__THE PROBLEM__
From the records below, print exactly the lines starting at the one containing "V: VectorHome<T> +" and ending at the one containing "let home: Arc<dyn", ends included, and nothing else.

__PROVIDED ENTRIES__
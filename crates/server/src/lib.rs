//! Redpin Server Bootstrap
//!
//! Loads configuration, installs logging and builds the home factory the
//! rest of the server persists through.

use serde::{Deserialize, Serialize};
use std::path::Path;
use std::sync::Arc;
use storage::{HomeFactory, HomeKind, StorageBackend, StorageConfig, StorageError};
use thiserror::Error;
use tracing::{info, Level};
use tracing_subscriber::FmtSubscriber;

/// Environment variable prefix for configuration overrides
pub const ENV_PREFIX: &str = "REDPIN";

/// Bootstrap errors
#[derive(Debug, Error)]
pub enum ConfigError {
    #[error("Failed to load configuration: {0}")]
    Load(#[from] config::ConfigError),
    #[error("Invalid log level: {0}")]
    InvalidLogLevel(String),
    #[error("Storage error: {0}")]
    Storage(#[from] StorageError),
}

/// Logging configuration
#[derive(Debug, Clone, Serialize, Deserialize)]
#[serde(default)]
pub struct LoggingConfig {
    /// Max level (trace, debug, info, warn, error)
    pub level: String,
    /// Emit JSON lines instead of human readable output
    pub json: bool,
}

impl Default for LoggingConfig {
    fn default() -> Self {
        Self {
            level: "info".to_string(),
            json: false,
        }
    }
}

impl LoggingConfig {
    pub fn max_level(&self) -> Result<Level, ConfigError> {
        self.level
            .parse::<Level>()
            .map_err(|_| ConfigError::InvalidLogLevel(self.level.clone()))
    }
}

/// Server configuration
#[derive(Debug, Clone, Default, Serialize, Deserialize)]
#[serde(default)]
pub struct ServerConfig {
    pub logging: LoggingConfig,
    pub storage: StorageConfig,
}

impl ServerConfig {
    /// Load from an optional TOML file, then apply `REDPIN__*` overrides
    /// (e.g. `REDPIN__STORAGE__BACKEND=memory`)
    pub fn load(path: Option<&Path>) -> Result<Self, ConfigError> {
        let mut builder = config::Config::builder();
        if let Some(path) = path {
            builder = builder.add_source(config::File::from(path).required(true));
        }
        builder = builder.add_source(
            config::Environment::with_prefix(ENV_PREFIX)
                .prefix_separator("__")
                .separator("__")
                .try_parsing(true),
        );

        Ok(builder.build()?.try_deserialize()?)
    }
}

/// Initialize logging
pub fn init_logging(config: &LoggingConfig) -> Result<(), ConfigError> {
    let builder = FmtSubscriber::builder()
        .with_max_level(config.max_level()?)
        .with_target(true);

    let installed = if config.json {
        tracing::subscriber::set_global_default(builder.json().finish())
    } else {
        tracing::subscriber::set_global_default(builder.finish())
    };

    if installed.is_err() {
        // Already installed (tests, embedding); keep the existing subscriber
        tracing::debug!("Global tracing subscriber already set");
    }
    Ok(())
}

/// Open storage and build the home factory with every built-in binding
pub async fn bootstrap(config: &StorageConfig) -> Result<HomeFactory, ConfigError> {
    let backend: Arc<dyn StorageBackend> = config.open().await?;
    let factory = HomeFactory::with_default_bindings(backend)?;

    info!("Storage ready: {:?}", factory);
    Ok(factory)
}

/// Record count per registered entity identifier
pub async fn storage_report(factory: &HomeFactory) -> Result<Vec<(String, u64)>, StorageError> {
    let backend = factory.backend();

    let mut report = Vec::new();
    for key in factory.registered()? {
        if key.kind != HomeKind::Entity {
            continue;
        }
        let count = backend.count(key.identifier.as_str()).await?;
        report.push((key.identifier.to_string(), count));
    }
    Ok(report)
}

#[cfg(test)]
mod tests {
    use super::*;
    use model::{GsmReading, Measurement};

    #[test]
    fn test_log_level_parsing() {
        let config = LoggingConfig {
            level: "debug".to_string(),
            json: false,
        };
        assert_eq!(config.max_level().unwrap(), Level::DEBUG);

        let config = LoggingConfig {
            level: "loud".to_string(),
            json: false,
        };
        assert!(matches!(
            config.max_level(),
            Err(ConfigError::InvalidLogLevel(_))
        ));
    }

    #[test]
    fn test_load_from_file() {
        let dir = std::env::temp_dir().join(format!("redpin-config-{}", std::process::id()));
        std::fs::create_dir_all(&dir).unwrap();
        let path = dir.join("server.toml");
        std::fs::write(
            &path,
            "[logging]\nlevel = \"warn\"\n\n[storage]\nbackend = \"memory\"\nmax_connections = 2\n",
        )
        .unwrap();

        let config = ServerConfig::load(Some(&path)).unwrap();

        assert_eq!(config.logging.level, "warn");
        assert_eq!(config.storage.backend, storage::BackendKind::Memory);
        assert_eq!(config.storage.max_connections, 2);
        assert!(config.storage.create_if_missing);

        std::fs::remove_dir_all(&dir).unwrap();
    }

    #[tokio::test]
    async fn test_bootstrap_and_report() {
        let factory = bootstrap(&StorageConfig::in_memory()).await.unwrap();

        let mut measurement = Measurement::now();
        measurement.add_gsm(GsmReading::new("4711", "1234", -73));
        factory
            .measurement_home()
            .unwrap()
            .add(&mut measurement)
            .await
            .unwrap();

        let report = storage_report(&factory).await.unwrap();
        assert_eq!(report.len(), 7);
        assert!(report.contains(&("org.redpin.core.measure.GSMReading".to_string(), 1)));
        assert!(report.contains(&("org.redpin.core.Measurement".to_string(), 1)));
        assert!(report.contains(&("org.redpin.core.Map".to_string(), 0)));
    }
}
//! Home Factory
//!
//! Registry of every home in the process. Homes are registered up front and
//! constructed on first request; each slot holds its instance in a
//! `OnceLock`, so concurrent first requests construct exactly one home and
//! every later lookup returns that same instance.

use crate::backend::StorageBackend;
use crate::bindings::{BluetoothReadingVectorHome, GsmReadingVectorHome, WifiReadingVectorHome};
use crate::entity::{Entity, MeasurementRecord};
use crate::home::EntityHome;
use crate::identifier::{EntityIdentifier, MEASUREMENT};
use crate::measurement::MeasurementHome;
use crate::vector::VectorHome;
use crate::StorageError;
use model::{BluetoothReading, Fingerprint, GsmReading, Location, Map, WifiReading};
use std::any::{type_name, Any};
use std::collections::HashMap;
use std::fmt;
use std::sync::atomic::{AtomicUsize, Ordering};
use std::sync::{Arc, OnceLock, RwLock, Weak};
use tracing::{debug, error, info};

/// Role of a registered home
#[derive(Debug, Clone, Copy, PartialEq, Eq, Hash, PartialOrd, Ord)]
pub enum HomeKind {
    /// Plain CRUD home ([`EntityHome`])
    Entity,
    /// Vector membership home ([`VectorHome`])
    Vector,
    /// Home assembling an aggregate from other homes ([`MeasurementHome`])
    Aggregate,
}

/// Registry key: one home per kind and identifier
#[derive(Debug, Clone, Copy, PartialEq, Eq, Hash, PartialOrd, Ord)]
pub struct HomeKey {
    pub kind: HomeKind,
    pub identifier: EntityIdentifier,
}

impl HomeKey {
    pub fn new(kind: HomeKind, identifier: EntityIdentifier) -> Self {
        Self { kind, identifier }
    }
}

impl fmt::Display for HomeKey {
    fn fmt(&self, f: &mut fmt::Formatter<'_>) -> fmt::Result {
        write!(f, "{:?} home for {}", self.kind, self.identifier)
    }
}

type SharedHome = Arc<dyn Any + Send + Sync>;
type Constructor = Box<dyn Fn(&HomeFactory) -> SharedHome + Send + Sync>;

struct HomeSlot {
    /// Rust type the slot was registered for
    type_name: &'static str,
    construct: Constructor,
    instance: OnceLock<SharedHome>,
}

struct FactoryInner {
    backend: Arc<dyn StorageBackend>,
    slots: RwLock<HashMap<HomeKey, Arc<HomeSlot>>>,
    constructed: AtomicUsize,
}

/// Process-wide home registry.
///
/// Cloning is cheap and every clone refers to the same registry. Homes that
/// need other homes hold a [`FactoryHandle`] instead of a clone, so the
/// registry is dropped once the last `HomeFactory` goes away.
#[derive(Clone)]
pub struct HomeFactory {
    inner: Arc<FactoryInner>,
}

/// Non-owning reference to a [`HomeFactory`]
#[derive(Clone, Default)]
pub struct FactoryHandle {
    inner: Weak<FactoryInner>,
}

impl FactoryHandle {
    /// The factory, unless it has been dropped
    pub fn upgrade(&self) -> Option<HomeFactory> {
        self.inner.upgrade().map(|inner| HomeFactory { inner })
    }
}

impl fmt::Debug for FactoryHandle {
    fn fmt(&self, f: &mut fmt::Formatter<'_>) -> fmt::Result {
        f.debug_struct("FactoryHandle")
            .field("alive", &(self.inner.strong_count() > 0))
            .finish()
    }
}

impl HomeFactory {
    /// Create an empty registry over `backend`
    pub fn new(backend: Arc<dyn StorageBackend>) -> Self {
        info!("Creating home factory on {} backend", backend.name());
        Self {
            inner: Arc::new(FactoryInner {
                backend,
                slots: RwLock::new(HashMap::new()),
                constructed: AtomicUsize::new(0),
            }),
        }
    }

    /// Create a registry with every built-in home registered
    pub fn with_default_bindings(backend: Arc<dyn StorageBackend>) -> Result<Self, StorageError> {
        let factory = Self::new(backend);

        factory.register_entity::<GsmReading>()?;
        factory.register_entity::<WifiReading>()?;
        factory.register_entity::<BluetoothReading>()?;
        factory.register_entity::<Map>()?;
        factory.register_entity::<Location>()?;
        factory.register_entity::<Fingerprint>()?;
        factory.register_entity::<MeasurementRecord>()?;

        factory.register_vector::<GsmReading, _>(GsmReadingVectorHome::new)?;
        factory.register_vector::<WifiReading, _>(WifiReadingVectorHome::new)?;
        factory.register_vector::<BluetoothReading, _>(BluetoothReadingVectorHome::new)?;

        factory.register_measurement_home()?;

        info!("Registered {} homes", factory.registered()?.len());
        Ok(factory)
    }

    pub fn backend(&self) -> Arc<dyn StorageBackend> {
        Arc::clone(&self.inner.backend)
    }

    pub fn downgrade(&self) -> FactoryHandle {
        FactoryHandle {
            inner: Arc::downgrade(&self.inner),
        }
    }

    /// Registered keys, sorted
    pub fn registered(&self) -> Result<Vec<HomeKey>, StorageError> {
        let slots = self.inner.slots.read().map_err(|e| {
            StorageError::ConfigurationError(format!("Registry lock error: {}", e))
        })?;

        let mut keys: Vec<HomeKey> = slots.keys().copied().collect();
        keys.sort();
        Ok(keys)
    }

    /// Number of homes constructed so far
    pub fn constructed_homes(&self) -> usize {
        self.inner.constructed.load(Ordering::SeqCst)
    }

    /// Register the [`EntityHome`] of `T`
    pub fn register_entity<T: Entity>(&self) -> Result<(), StorageError> {
        self.register_slot(
            HomeKey::new(HomeKind::Entity, T::IDENTIFIER),
            type_name::<T>(),
            Box::new(|factory: &HomeFactory| {
                Arc::new(EntityHome::<T>::new(factory.backend())) as SharedHome
            }),
        )
    }

    /// Register the vector home of `T`, built by `construct` on first use
    pub fn register_vector<T, V>(
        &self,
        construct: fn(FactoryHandle) -> V,
    ) -> Result<(), StorageError>
    where
        T: Entity,
        V: VectorHome<T> + 'static,
    {
        self.register_slot(
            HomeKey::new(HomeKind::Vector, T::IDENTIFIER),
            type_name::<T>(),
            Box::new(move |factory: &HomeFactory| {
                let home: Arc<dyn VectorHome<T>> = Arc::new(construct(factory.downgrade()));
                Arc::new(home) as SharedHome
            }),
        )
    }

    /// Register the measurement home; it resolves its parts on each call
    pub fn register_measurement_home(&self) -> Result<(), StorageError> {
        self.register_slot(
            HomeKey::new(HomeKind::Aggregate, MEASUREMENT),
            type_name::<MeasurementHome>(),
            Box::new(|factory: &HomeFactory| {
                Arc::new(MeasurementHome::new(factory.downgrade())) as SharedHome
            }),
        )
    }

    fn register_slot(
        &self,
        key: HomeKey,
        type_name: &'static str,
        construct: Constructor,
    ) -> Result<(), StorageError> {
        key.identifier.validate()?;

        let mut slots = self.inner.slots.write().map_err(|e| {
            StorageError::ConfigurationError(format!("Registry lock error: {}", e))
        })?;

        if let Some(existing) = slots.get(&key) {
            error!(
                "Duplicate registration of {} ({} conflicts with {})",
                key, type_name, existing.type_name
            );
            return Err(StorageError::ConfigurationError(format!(
                "{} is already registered for {}",
                key, existing.type_name
            )));
        }

        slots.insert(
            key,
            Arc::new(HomeSlot {
                type_name,
                construct,
                instance: OnceLock::new(),
            }),
        );
        debug!("Registered {} ({})", key, type_name);
        Ok(())
    }

    /// Instance for `key`, constructing it on first request
    fn resolve(&self, key: HomeKey) -> Result<SharedHome, StorageError> {
        // The registry lock is released before construction
        let slot = {
            let slots = self.inner.slots.read().map_err(|e| {
                StorageError::ConfigurationError(format!("Registry lock error: {}", e))
            })?;
            slots.get(&key).cloned()
        };

        let slot = slot.ok_or_else(|| {
            error!("No {} registered", key);
            StorageError::ConfigurationError(format!("no {} registered", key))
        })?;

        let instance = slot.instance.get_or_init(|| {
            self.inner.constructed.fetch_add(1, Ordering::SeqCst);
            debug!("Constructing {} ({})", key, slot.type_name);
            (slot.construct)(self)
        });
        Ok(Arc::clone(instance))
    }

    fn type_mismatch(key: HomeKey, requested: &'static str) -> StorageError {
        error!("{} was requested as {}", key, requested);
        StorageError::ConfigurationError(format!("{} does not store {}", key, requested))
    }

    /// The entity home of `T`
    pub fn entity_home<T: Entity>(&self) -> Result<Arc<EntityHome<T>>, StorageError> {
        let key = HomeKey::new(HomeKind::Entity, T::IDENTIFIER);
        self.resolve(key)?
            .downcast::<EntityHome<T>>()
            .map_err(|_| Self::type_mismatch(key, type_name::<T>()))
    }

    /// The vector home of `T`
    pub fn vector_home<T: Entity>(&self) -> Result<Arc<dyn VectorHome<T>>, StorageError> {
        let key = HomeKey::new(HomeKind::Vector, T::IDENTIFIER);
        let shared = self.resolve(key)?;
        (*shared)
            .downcast_ref::<Arc<dyn VectorHome<T>>>()
            .cloned()
            .ok_or_else(|| Self::type_mismatch(key, type_name::<T>()))
    }

    pub fn measurement_home(&self) -> Result<Arc<MeasurementHome>, StorageError> {
        let key = HomeKey::new(HomeKind::Aggregate, MEASUREMENT);
        self.resolve(key)?
            .downcast::<MeasurementHome>()
            .map_err(|_| Self::type_mismatch(key, type_name::<MeasurementHome>()))
    }

    pub fn gsm_reading_home(&self) -> Result<Arc<EntityHome<GsmReading>>, StorageError> {
        self.entity_home::<GsmReading>()
    }

    pub fn wifi_reading_home(&self) -> Result<Arc<EntityHome<WifiReading>>, StorageError> {
        self.entity_home::<WifiReading>()
    }

    pub fn bluetooth_reading_home(
        &self,
    ) -> Result<Arc<EntityHome<BluetoothReading>>, StorageError> {
        self.entity_home::<BluetoothReading>()
    }

    pub fn map_home(&self) -> Result<Arc<EntityHome<Map>>, StorageError> {
        self.entity_home::<Map>()
    }

    pub fn location_home(&self) -> Result<Arc<EntityHome<Location>>, StorageError> {
        self.entity_home::<Location>()
    }

    pub fn fingerprint_home(&self) -> Result<Arc<EntityHome<Fingerprint>>, StorageError> {
        self.entity_home::<Fingerprint>()
    }

    pub fn gsm_reading_vector_home(
        &self,
    ) -> Result<Arc<dyn VectorHome<GsmReading>>, StorageError> {
        self.vector_home::<GsmReading>()
    }

    pub fn wifi_reading_vector_home(
        &self,
    ) -> Result<Arc<dyn VectorHome<WifiReading>>, StorageError> {
        self.vector_home::<WifiReading>()
    }

    pub fn bluetooth_reading_vector_home(
        &self,
    ) -> Result<Arc<dyn VectorHome<BluetoothReading>>, StorageError> {
        self.vector_home::<BluetoothReading>()
    }
}

impl fmt::Debug for HomeFactory {
    fn fmt(&self, f: &mut fmt::Formatter<'_>) -> fmt::Result {
        f.debug_struct("HomeFactory")
            .field("backend", &self.inner.backend.name())
            .field("registered", &self.registered().map(|keys| keys.len()).ok())
            .field("constructed", &self.constructed_homes())
            .finish()
    }
}

#[cfg(test)]
mod tests {
    use super::*;
    use crate::backend::MemoryBackend;
    use crate::identifier::GSM_READING;
    use serde::{Deserialize, Serialize};

    fn factory() -> HomeFactory {
        HomeFactory::with_default_bindings(Arc::new(MemoryBackend::new())).unwrap()
    }

    /// Entity that claims the GSM identifier
    #[derive(Debug, Clone, Default, Serialize, Deserialize)]
    struct Impostor {
        id: Option<i64>,
    }

    impl Entity for Impostor {
        const IDENTIFIER: EntityIdentifier = GSM_READING;

        fn id(&self) -> Option<i64> {
            self.id
        }

        fn set_id(&mut self, id: i64) {
            self.id = Some(id);
        }
    }

    #[derive(Debug, Clone, Default, Serialize, Deserialize)]
    struct Nameless {
        id: Option<i64>,
    }

    impl Entity for Nameless {
        const IDENTIFIER: EntityIdentifier = EntityIdentifier::new("");

        fn id(&self) -> Option<i64> {
            self.id
        }

        fn set_id(&mut self, id: i64) {
            self.id = Some(id);
        }
    }

    #[test]
    fn test_homes_are_constructed_lazily() {
        let factory = factory();
        assert_eq!(factory.registered().unwrap().len(), 11);
        assert_eq!(factory.constructed_homes(), 0);

        factory.gsm_reading_home().unwrap();
        assert_eq!(factory.constructed_homes(), 1);
    }

    #[test]
    fn test_registered_keys_are_sorted() {
        let keys = factory().registered().unwrap();

        assert!(keys.windows(2).all(|pair| pair[0] < pair[1]));
        assert!(keys.contains(&HomeKey::new(HomeKind::Vector, GSM_READING)));
        assert!(keys.contains(&HomeKey::new(HomeKind::Aggregate, MEASUREMENT)));
    }

    #[test]
    fn test_poisoned_registry_is_configuration_error() {
        let factory = factory();
        let holder = factory.clone();
        let _ = std::thread::spawn(move || {
            let _slots = holder.inner.slots.write().unwrap();
            panic!("registry writer died");
        })
        .join();

        assert!(factory.registered().unwrap_err().is_configuration());
        assert!(factory.gsm_reading_home().unwrap_err().is_configuration());
        assert!(factory.register_entity::<Impostor>().unwrap_err().is_configuration());
    }

    #[test]
    fn test_lookup_returns_same_instance() {
        let factory = factory();

        let first = factory.gsm_reading_home().unwrap();
        let second = factory.entity_home::<GsmReading>().unwrap();
        assert!(Arc::ptr_eq(&first, &second));

        let first = factory.wifi_reading_vector_home().unwrap();
        let second = factory.vector_home::<WifiReading>().unwrap();
        assert!(Arc::ptr_eq(&first, &second));

        let first = factory.measurement_home().unwrap();
        let second = factory.clone().measurement_home().unwrap();
        assert!(Arc::ptr_eq(&first, &second));

        assert_eq!(factory.constructed_homes(), 3);
    }

    #[test]
    fn test_unregistered_home_is_configuration_error() {
        let factory = HomeFactory::new(Arc::new(MemoryBackend::new()));

        assert!(factory.map_home().unwrap_err().is_configuration());
        assert!(factory.gsm_reading_vector_home().unwrap_err().is_configuration());
        assert!(factory.measurement_home().unwrap_err().is_configuration());
    }

    #[test]
    fn test_duplicate_registration_rejected() {
        let factory = factory();

        assert!(factory.register_entity::<GsmReading>().unwrap_err().is_configuration());
        assert!(factory.register_entity::<Impostor>().unwrap_err().is_configuration());
        assert!(factory
            .register_vector::<GsmReading, _>(GsmReadingVectorHome::new)
            .unwrap_err()
            .is_configuration());
    }

    #[test]
    fn test_invalid_identifier_rejected() {
        let factory = factory();
        assert!(factory.register_entity::<Nameless>().unwrap_err().is_configuration());
    }

    #[test]
    fn test_shared_identifier_of_another_type() {
        let factory = factory();

        let err = factory.entity_home::<Impostor>().unwrap_err();
        assert!(err.is_configuration());
    }

    #[test]
    fn test_handle_outlives_factory() {
        let factory = factory();
        let handle = factory.downgrade();
        assert!(handle.upgrade().is_some());

        drop(factory);
        assert!(handle.upgrade().is_none());
    }
}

__ANSWER__
        V: VectorHome<T> + 'static,
    {
        self.register_slot(
            HomeKey::new(HomeKind::Vector, T::IDENTIFIER),
            type_name::<T>(),
            Box::new(move |factory: &HomeFactory| {
                let home: Arc<dyn VectorHome<T>> = Arc::new(construct(factory.downgrade()));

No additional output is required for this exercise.